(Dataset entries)
———

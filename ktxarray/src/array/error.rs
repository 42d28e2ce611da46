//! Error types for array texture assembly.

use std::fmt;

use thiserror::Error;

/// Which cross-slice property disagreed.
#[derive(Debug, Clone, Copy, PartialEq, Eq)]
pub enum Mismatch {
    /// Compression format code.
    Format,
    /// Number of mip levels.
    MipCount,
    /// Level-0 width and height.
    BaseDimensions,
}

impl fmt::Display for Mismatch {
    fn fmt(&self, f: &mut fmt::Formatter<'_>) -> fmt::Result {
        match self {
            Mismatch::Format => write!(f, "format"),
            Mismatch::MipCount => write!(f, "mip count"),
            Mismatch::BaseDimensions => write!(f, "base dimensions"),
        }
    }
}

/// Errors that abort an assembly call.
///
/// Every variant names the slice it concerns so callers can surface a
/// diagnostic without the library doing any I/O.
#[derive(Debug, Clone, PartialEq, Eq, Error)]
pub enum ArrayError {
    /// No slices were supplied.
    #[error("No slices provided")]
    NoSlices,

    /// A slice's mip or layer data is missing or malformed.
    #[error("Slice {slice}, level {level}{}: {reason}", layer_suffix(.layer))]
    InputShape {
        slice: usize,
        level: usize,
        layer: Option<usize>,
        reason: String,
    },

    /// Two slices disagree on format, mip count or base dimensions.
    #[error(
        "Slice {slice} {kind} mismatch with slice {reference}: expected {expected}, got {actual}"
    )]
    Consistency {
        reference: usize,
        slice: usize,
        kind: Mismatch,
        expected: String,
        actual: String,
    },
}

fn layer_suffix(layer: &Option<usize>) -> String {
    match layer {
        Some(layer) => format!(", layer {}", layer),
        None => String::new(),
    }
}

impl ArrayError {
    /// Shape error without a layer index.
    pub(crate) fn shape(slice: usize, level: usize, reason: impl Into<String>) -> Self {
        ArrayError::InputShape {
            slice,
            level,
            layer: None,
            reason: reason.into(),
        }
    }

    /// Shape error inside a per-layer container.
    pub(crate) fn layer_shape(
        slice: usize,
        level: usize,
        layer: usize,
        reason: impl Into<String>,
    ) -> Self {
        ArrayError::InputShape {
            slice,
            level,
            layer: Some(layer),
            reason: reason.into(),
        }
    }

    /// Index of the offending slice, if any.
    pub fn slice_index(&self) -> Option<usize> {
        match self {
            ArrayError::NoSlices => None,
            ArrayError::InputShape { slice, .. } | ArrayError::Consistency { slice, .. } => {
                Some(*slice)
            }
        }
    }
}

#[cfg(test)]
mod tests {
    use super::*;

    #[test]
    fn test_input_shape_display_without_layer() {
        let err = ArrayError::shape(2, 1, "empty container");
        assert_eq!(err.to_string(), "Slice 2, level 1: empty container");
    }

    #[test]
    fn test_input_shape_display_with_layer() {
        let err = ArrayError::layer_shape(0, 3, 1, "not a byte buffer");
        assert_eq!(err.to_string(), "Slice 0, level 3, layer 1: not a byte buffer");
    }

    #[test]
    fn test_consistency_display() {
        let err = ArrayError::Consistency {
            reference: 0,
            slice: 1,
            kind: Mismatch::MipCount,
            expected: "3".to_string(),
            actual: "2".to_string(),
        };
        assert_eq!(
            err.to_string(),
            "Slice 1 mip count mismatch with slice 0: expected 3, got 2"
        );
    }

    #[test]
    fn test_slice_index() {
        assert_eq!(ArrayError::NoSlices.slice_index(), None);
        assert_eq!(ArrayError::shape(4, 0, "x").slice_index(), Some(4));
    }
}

———

_PROBLEM TO WORK ON_
Return all the data above, unaltered and complete.

_EXERCISE SOLUTION_
filename ktxarray/src/array/error.rs
repository 42d28e2ce611da46
//! Error types for array texture assembly.

use std::fmt;

use thiserror::Error;

/// Which cross-slice property disagreed.
#[derive(Debug, Clone, Copy, PartialEq, Eq)]
pub enum Mismatch {
    /// Compression format code.
    Format,
    /// Number of mip levels.
    MipCount,
    /// Level-0 width and height.
    BaseDimensions,
}

impl fmt::Display for Mismatch {
    fn fmt(&self, f: &mut fmt::Formatter<'_>) -> fmt::Result {
        match self {
            Mismatch::Format => write!(f, "format"),
            Mismatch::MipCount => write!(f, "mip count"),
            Mismatch::BaseDimensions => write!(f, "base dimensions"),
        }
    }
}

/// Errors that abort an assembly call.
///
/// Every variant names the slice it concerns so callers can surface a
/// diagnostic without the library doing any I/O.
#[derive(Debug, Clone, PartialEq, Eq, Error)]
pub enum ArrayError {
    /// No slices were supplied.
    #[error("No slices provided")]
    NoSlices,

    /// A slice's mip or layer data is missing or malformed.
    #[error("Slice {slice}, level {level}{}: {reason}", layer_suffix(.layer))]
    InputShape {
        slice: usize,
        level: usize,
        layer: Option<usize>,
        reason: String,
    },

    /// Two slices disagree on format, mip count or base dimensions.
    #[error(
        "Slice {slice} {kind} mismatch with slice {reference}: expected {expected}, got {actual}"
    )]
    Consistency {
        reference: usize,
        slice: usize,
        kind: Mismatch,
        expected: String,
        actual: String,
    },
}

fn layer_suffix(layer: &Option<usize>) -> String {
    match layer {
        Some(layer) => format!(", layer {}", layer),
        None => String::new(),
    }
}

impl ArrayError {
    /// Shape error without a layer index.
    pub(crate) fn shape(slice: usize, level: usize, reason: impl Into<String>) -> Self {
        ArrayError::InputShape {
            slice,
            level,
            layer: None,
            reason: reason.into(),
        }
    }

    /// Shape error inside a per-layer container.
    pub(crate) fn layer_shape(
        slice: usize,
        level: usize,
        layer: usize,
        reason: impl Into<String>,
    ) -> Self {
        ArrayError::InputShape {
            slice,
            level,
            layer: Some(layer),
            reason: reason.into(),
        }
    }

    /// Index of the offending slice, if any.
    pub fn slice_index(&self) -> Option<usize> {
        match self {
            ArrayError::NoSlices => None,
            ArrayError::InputShape { slice, .. } | ArrayError::Consistency { slice, .. } => {
                Some(*slice)
            }
        }
    }
}

#[cfg(test)]
mod tests {
    use super::*;

    #[test]
    fn test_input_shape_display_without_layer() {
        let err = ArrayError::shape(2, 1, "empty container");
        assert_eq!(err.to_string(), "Slice 2, level 1: empty container");
    }

    #[test]
    fn test_input_shape_display_with_layer() {
        let err = ArrayError::layer_shape(0, 3, 1, "not a byte buffer");
        assert_eq!(err.to_string(), "Slice 0, level 3, layer 1: not a byte buffer");
    }

    #[test]
    fn test_consistency_display() {
        let err = ArrayError::Consistency {
            reference: 0,
            slice: 1,
            kind: Mismatch::MipCount,
            expected: "3".to_string(),
            actual: "2".to_string(),
        };
        assert_eq!(
            err.to_string(),
            "Slice 1 mip count mismatch with slice 0: expected 3, got 2"
        );
    }

    #[test]
    fn test_slice_index() {
        assert_eq!(ArrayError::NoSlices.slice_index(), None);
        assert_eq!(ArrayError::shape(4, 0, "x").slice_index(), Some(4));
    }
}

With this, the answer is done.